Sniper est le deuxième roman de Pavel Hak, jeune auteur d'origine tchécoslovaque écrivant en français. Le premier, Safari, remarqué par la presse, avait suscité des débats parmi les lecteurs : son univers violent, ses scènes insoutenables avaient choqué certains au point de faire croire à la complaisance, voire au projet pervers d'un auteur sulfureux.
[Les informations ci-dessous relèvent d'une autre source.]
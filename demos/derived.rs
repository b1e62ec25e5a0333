use argset::{derive::*, ArgParser, ConfigError};

#[derive(Debug, Default, ArgSetFrom)]
#[argset(description = "Sum some items, optionally scaled.")]
struct Parameters {
    #[argset(positional, nargs = unlimited, help = "The items to sum.")]
    items: Vec<u32>,
    #[argset(help = "Multiply the sum by this factor.")]
    scale: u32,
    #[argset(switch, name = "verbose", help = "Print the parameters.")]
    loud: bool,
}

fn main() -> Result<(), ConfigError> {
    let mut parameters = Parameters {
        scale: 1,
        ..Parameters::default()
    };
    ArgParser::new("derived", parameters.arg_set()?).parse();

    if parameters.loud {
        println!("{parameters:?}");
    }

    let sum: u32 = parameters.items.iter().sum();
    println!("Sum: {}", sum * parameters.scale);
    Ok(())
}
mod field;
mod parser;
Gageons - et prévenons - que Sniper n'arrangera rien à l'affaire. Reprenant la figure du sniper que la télévision nous a souvent vendu comme un nouveau produit (excitant) de l'escalade guerrière, Pavel Hak plonge à nouveau au coeur de cette barbarie aux visages humains, une guerre contemporaine qu'on ne nomme pas mais qui semble emprunter certains états à ceux qu'a connus la Yougoslavie. Traques, sévices, tortures, bestialités détraquées s'enchaînent ad libitum dans un monde dont la cruauté semble sans borne. Sniper écœure. Porté par un style tendu et une puissance d'expression visuelle rarement atteinte, le texte renverse et interdit toute position confortable devant ce qui n'est que ténèbres. II remet en cause les représentations aseptisées, spectaculaires de la barbarie; interroge et la volonté de s'y soustraire et la possibilité de s’y confronter. On pense, comme le soulignent les éditeurs, au Tombeau pour cinq cent mille soldats de Pierre Guyotat. S'il paraît difficile de conseiller ce livre sans précautions préalables, on ne saurait passer sous silence un texte dont on sort, certes pas indemne, mais différent. Par l'accomplissement d'une démarche littéraire redoutable, Pavel Hak donne au lecteur le sentiment d'avoir été la cible d'un tir littéraire qui l'a atteint au cœur et l'a peut-être aidé, au-delà de la nausée, à entendre au plus près la part barbare de notre monde. Une part bien présente, qui nous guette.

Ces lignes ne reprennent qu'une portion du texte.